A Rebirth in Amsterdam

Amsterdam’s Uilenburger Synagogue is set back from the street, behind a gate and a cobblestone courtyard. At the entrance to the synagogue, a banner painted with a bright rainbow reads ledereen welkom. Everyone is welcome.

This is the new home of Beit HaChidush, House of Rebirth, Amsterdam’s newest Jewish congregation. Wanya Kruyer, an Amsterdam visual artist and Beit HaChidush’s co-founder, says of the Uilenburger, “After the war it was an empty building, symbolic for destruction. No more Jews, a synagogue and simcha place without bima, chairs, just empty.” That the House of Rebirth is celebrating the Jewish holidays here is not lost on anyone.

Ten years ago, Beit HaChidush began as an informal gathering in borrowed space. One Shabbat per month, participants took turns leading services out of a praycrbook that Kruyer and some friends had photocopied. Many attending didn’t know Hebrew and weren’t familiar with Jewish traditions. Some hadn’t even known they were Jewish. Kruyer says Dutch Holocaust survivors tended either to insulate themselves within Holland’s observant Jewish community or abandon Judaism entirely. “Most people, I think even today, would say that there’s no real Jewish life [in Europe] anymore,” says Beit HaChidush’s rabbi, Elisa Klapheck. “We are all children of survivors [It] is very hard to have a relationship with God when your parents have been to Auschwitz.” But little by little, the visionaries among the children of survivors began to rebuild. “People like Wanya and me started to say no— Jewish life is possible,” says Klapheck. “We have to step out of the shadow [of the Shoa, the Holocaust] and build up something new.” Beit HaChidush was born of that vision.
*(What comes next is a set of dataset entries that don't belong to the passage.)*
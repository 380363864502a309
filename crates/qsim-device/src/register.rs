//! Register state and the qubit allocation pool.
//!
//! A [`Register`] owns the single statevector of a simulation session, the
//! pool of free positions, and the random source used for measurement.
//! Positions are addressed through [`QubitRef`] values.

use std::fmt;
use std::sync::atomic::{AtomicU64, Ordering};

use ndarray::Array2;
use num_complex::Complex64;
use rand::rngs::StdRng;
use tracing::{debug, trace};

use qsim_core::{SimError, StandardGate, StateVector, embed, gates, measurement};

use crate::error::{DeviceError, DeviceResult};

/// Largest supported register. Operators are dense `2^n × 2^n` matrices.
pub const MAX_CAPACITY: usize = 10;

static NEXT_REGISTER_ID: AtomicU64 = AtomicU64::new(1);

/// Process-unique identity of a register.
#[derive(Debug, Clone, Copy, PartialEq, Eq, Hash)]
pub struct RegisterId(u64);

impl fmt::Display for RegisterId {
    fn fmt(&self, f: &mut fmt::Formatter<'_>) -> fmt::Result {
        write!(f, "reg{}", self.0)
    }
}

/// Address of one allocated position.
///
/// The generation is bumped each time the position is handed out, so a
/// ref kept past its release is detected instead of silently aliasing the
/// next owner.
#[derive(Debug, Clone, Copy, PartialEq, Eq, Hash)]
pub struct QubitRef {
    register: RegisterId,
    position: usize,
    generation: u64,
}

impl QubitRef {
    /// Register this ref belongs to.
    pub fn register(&self) -> RegisterId {
        self.register
    }

    /// Position inside the register (0 is the most-significant factor).
    pub fn position(&self) -> usize {
        self.position
    }
}

impl fmt::Display for QubitRef {
    fn fmt(&self, f: &mut fmt::Formatter<'_>) -> fmt::Result {
        write!(f, "{}[{}]", self.register, self.position)
    }
}

/// Fixed-capacity register with a LIFO pool of free positions.
pub struct Register {
    id: RegisterId,
    state: StateVector,
    /// Free positions; the next allocation pops from the end.
    free: Vec<usize>,
    allocated: Vec<bool>,
    generations: Vec<u64>,
    rng: StdRng,
    tolerance: f64,
}

impl Register {
    /// Create a register of `capacity` qubits in |0…0⟩.
    ///
    /// The pool starts as `[capacity-1, …, 0]`, so allocations hand out
    /// position 0 first, then 1, and so on.
    pub fn new(capacity: usize, rng: StdRng, tolerance: f64) -> DeviceResult<Self> {
        if capacity == 0 || capacity > MAX_CAPACITY {
            return Err(DeviceError::InvalidConfig(format!(
                "capacity must be in 1..={MAX_CAPACITY}, got {capacity}"
            )));
        }
        if !(tolerance > 0.0 && tolerance < 1e-3) {
            return Err(DeviceError::InvalidConfig(format!(
                "tolerance must be in (0, 1e-3), got {tolerance}"
            )));
        }
        Ok(Self {
            id: RegisterId(NEXT_REGISTER_ID.fetch_add(1, Ordering::Relaxed)),
            state: StateVector::try_new(capacity)?,
            free: (0..capacity).rev().collect(),
            allocated: vec![false; capacity],
            generations: vec![0; capacity],
            rng,
            tolerance,
        })
    }

    /// Identity of this register.
    pub fn id(&self) -> RegisterId {
        self.id
    }

    /// Total number of positions.
    pub fn capacity(&self) -> usize {
        self.state.num_qubits()
    }

    /// Number of free positions.
    pub fn available(&self) -> usize {
        self.free.len()
    }

    /// Numerical tolerance used for invariant checks.
    pub fn tolerance(&self) -> f64 {
        self.tolerance
    }

    /// Current state.
    pub fn state(&self) -> &StateVector {
        &self.state
    }

    /// Copy of the raw amplitudes.
    pub fn snapshot(&self) -> Vec<Complex64> {
        self.state.amplitudes().to_vec()
    }

    /// Take one free position, or `None` when the pool is empty.
    pub fn allocate(&mut self) -> Option<QubitRef> {
        let position = self.free.pop()?;
        Some(self.issue(position))
    }

    /// Take `n` positions at once, or none at all.
    pub fn allocate_many(&mut self, n: usize) -> Option<Vec<QubitRef>> {
        if n > self.free.len() {
            return None;
        }
        Some((0..n).filter_map(|_| self.allocate()).collect())
    }

    fn issue(&mut self, position: usize) -> QubitRef {
        self.allocated[position] = true;
        self.generations[position] += 1;
        debug!(register = %self.id, position, "allocated qubit");
        QubitRef {
            register: self.id,
            position,
            generation: self.generations[position],
        }
    }

    /// Reset the qubit to |0⟩ and return its position to the pool.
    ///
    /// # Errors
    ///
    /// [`DeviceError::DoubleFree`] if `qubit` was already released,
    /// [`DeviceError::ForeignQubit`] if it belongs to another register.
    pub fn release(&mut self, qubit: QubitRef) -> DeviceResult<()> {
        if qubit.register != self.id {
            return Err(DeviceError::ForeignQubit(qubit.position));
        }
        if !self.is_live(qubit) {
            return Err(DeviceError::DoubleFree(qubit.position));
        }
        self.reset_position(qubit.position)?;
        self.allocated[qubit.position] = false;
        self.free.push(qubit.position);
        debug!(register = %self.id, position = qubit.position, "released qubit");
        Ok(())
    }

    fn is_live(&self, qubit: QubitRef) -> bool {
        self.allocated[qubit.position] && self.generations[qubit.position] == qubit.generation
    }

    /// Validate that `qubit` is currently allocated in this register.
    pub fn check(&self, qubit: QubitRef) -> DeviceResult<usize> {
        if qubit.register != self.id {
            return Err(DeviceError::ForeignQubit(qubit.position));
        }
        if !self.is_live(qubit) {
            return Err(DeviceError::UseAfterFree(qubit.position));
        }
        Ok(qubit.position)
    }

    /// Apply a standard gate to `targets`.
    pub fn apply(&mut self, gate: StandardGate, targets: &[QubitRef]) -> DeviceResult<()> {
        let positions = self.check_all(targets)?;
        let operator = embed(&gate.matrix(), &positions, self.capacity())?;
        trace!(register = %self.id, %gate, ?positions, "applying gate");
        self.apply_operator(&operator, targets)
    }

    /// Apply an arbitrary 1- or 2-qubit unitary to `targets`.
    ///
    /// # Errors
    ///
    /// [`DeviceError::NonUnitary`] if `matrix` fails the `U†U = I` check.
    pub fn apply_unitary(
        &mut self,
        matrix: &Array2<Complex64>,
        targets: &[QubitRef],
    ) -> DeviceResult<()> {
        if !gates::is_unitary(matrix, self.tolerance) {
            return Err(DeviceError::NonUnitary(self.tolerance));
        }
        let positions = self.check_all(targets)?;
        let operator = embed(matrix, &positions, self.capacity())?;
        self.apply_operator(&operator, targets)
    }

    /// Apply an already embedded full-register operator.
    ///
    /// The refs are validated here so an operator built outside the lock
    /// cannot act on released positions. The resulting state must stay
    /// normalised; otherwise the live state is left untouched.
    pub fn apply_operator(
        &mut self,
        operator: &Array2<Complex64>,
        targets: &[QubitRef],
    ) -> DeviceResult<()> {
        self.check_all(targets)?;
        let mut next = self.state.clone();
        next.apply(operator)?;
        if !next.is_normalized(self.tolerance) {
            return Err(SimError::StateInvariant(format!(
                "norm drifted to {} after operator application",
                next.norm()
            ))
            .into());
        }
        self.state = next;
        Ok(())
    }

    /// Measure `qubit` in the computational basis and collapse the state.
    pub fn measure(&mut self, qubit: QubitRef) -> DeviceResult<bool> {
        let position = self.check(qubit)?;
        let outcome = measurement::measure(&mut self.state, position, &mut self.rng, self.tolerance)?;
        debug!(register = %self.id, position, outcome, "measured qubit");
        Ok(outcome)
    }

    /// Measure, then flip back to |0⟩ if the outcome was 1.
    pub fn reset(&mut self, qubit: QubitRef) -> DeviceResult<()> {
        let position = self.check(qubit)?;
        self.reset_position(position)
    }

    fn reset_position(&mut self, position: usize) -> DeviceResult<()> {
        let n = self.capacity();
        let outcome = measurement::measure(&mut self.state, position, &mut self.rng, self.tolerance)?;
        if outcome {
            let flip = embed(&gates::PAULI_X, &[position], n)?;
            self.state.apply(&flip)?;
        }
        Ok(())
    }

    /// Probability that measuring `qubit` yields 1. Does not collapse.
    pub fn probability_of_one(&self, qubit: QubitRef) -> DeviceResult<f64> {
        let position = self.check(qubit)?;
        let (_, p1) = measurement::probabilities(&self.state, position)?;
        Ok(p1)
    }

    fn check_all(&self, targets: &[QubitRef]) -> DeviceResult<Vec<usize>> {
        targets.iter().map(|&q| self.check(q)).collect()
    }
}

impl fmt::Debug for Register {
    fn fmt(&self, f: &mut fmt::Formatter<'_>) -> fmt::Result {
        f.debug_struct("Register")
            .field("id", &self.id)
            .field("capacity", &self.capacity())
            .field("available", &self.available())
            .field("state", &format_args!("{}", self.state))
            .finish_non_exhaustive()
    }
}
//! Quantum Random Number Generator Demo
//!
//! Draws random bytes from |+⟩ measurements, then sends classical bits over
//! a qubit in matching and mismatched bases.

use anyhow::Result;
use clap::Parser;

use qsim_demos::qrng::{
    random_byte, send_classical_bit, send_classical_bit_plusminus, send_classical_bit_wrong_basis,
};
use qsim_demos::{
    LogFormat, demo_simulator, init_tracing, print_header, print_info, print_result,
    print_section, print_success,
};

#[derive(Parser, Debug)]
#[command(name = "demo-qrng")]
#[command(about = "Generate random bytes and send classical bits over qubits")]
struct Args {
    /// Number of random bytes to draw
    #[arg(short = 'n', long, default_value = "8")]
    bytes: usize,

    /// Bits to send in each basis combination
    #[arg(short, long, default_value = "16")]
    trials: usize,

    /// RNG seed for reproducible runs
    #[arg(long, env = "QSIM_SEED")]
    seed: Option<u64>,

    /// Enable debug logging
    #[arg(short, long)]
    verbose: bool,
}

fn main() -> Result<()> {
    let args = Args::parse();
    init_tracing(if args.verbose { "debug" } else { "warn" }, LogFormat::from_env())?;

    print_header("Quantum Random Number Generator Demo");

    let device = demo_simulator(1, args.seed)?;

    print_section("Random Bytes");
    let bytes = (0..args.bytes)
        .map(|_| random_byte(&device))
        .collect::<Result<Vec<u8>, _>>()?;
    let hex: String = bytes.iter().map(|b| format!("{b:02x}")).collect();
    print_result("Bytes", bytes.len());
    print_result("Hex", hex);

    print_section("Classical Bits over a Qubit");
    let sent: Vec<bool> = bytes
        .iter()
        .flat_map(|b| (0..8).rev().map(move |i| (b >> i) & 1 == 1))
        .cycle()
        .take(args.trials)
        .collect();
    if sent.is_empty() {
        print_info("Nothing to send; draw at least one byte");
        return Ok(());
    }

    let mut z_ok = 0;
    let mut x_ok = 0;
    let mut wrong_ok = 0;
    for &bit in &sent {
        z_ok += usize::from(send_classical_bit(&device, bit)? == bit);
        x_ok += usize::from(send_classical_bit_plusminus(&device, bit)? == bit);
        wrong_ok += usize::from(send_classical_bit_wrong_basis(&device, bit)? == bit);
    }
    let n = sent.len();
    print_result("Z basis → Z basis", format!("{z_ok}/{n} correct"));
    print_result("X basis → X basis", format!("{x_ok}/{n} correct"));
    print_result("Z basis → X basis", format!("{wrong_ok}/{n} correct"));

    println!();
    if z_ok == n && x_ok == n {
        print_success("Matching bases always recover the bit");
    }
    print_info("A basis mismatch turns the bit into a coin flip");

    Ok(())
}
A feminist scholar and longtime leader of the Jewish community in her hometown of Berlin, Klapheck joined Beit HaChidush as its first rabbi, in May of 2005. Last summer the congregation hosted the first of what it hopes will become an annual Queer Shabbaton. Under the congregation’s chuppah, Klapheck performed the Netherlands’ first interfaith wedding. “Judaism has to be joyful,” says Klapheck, and she says that one of the congregation’s goals is “to make a way back to Judaism which works.”

“We have looked westwards for inspiration,” drawing from “the intellectual/spiritual Reconstructionists or Jewish feminism in the U.S.,” co-founder Kruyer explained to the artist commissioned to design Beit HaChidush’s new ark and Torah ornaments. At the same time, she said, “we see ourselves strongly as part of the European Jewish reality… .This has consequences for our mishkan, our Aron HaKodesh. Should it face east as the tradition tells us, or west as well? Or, maybe to all four directions, to emphasize the many diasporas, the many centers, of contemporary Jewish life.”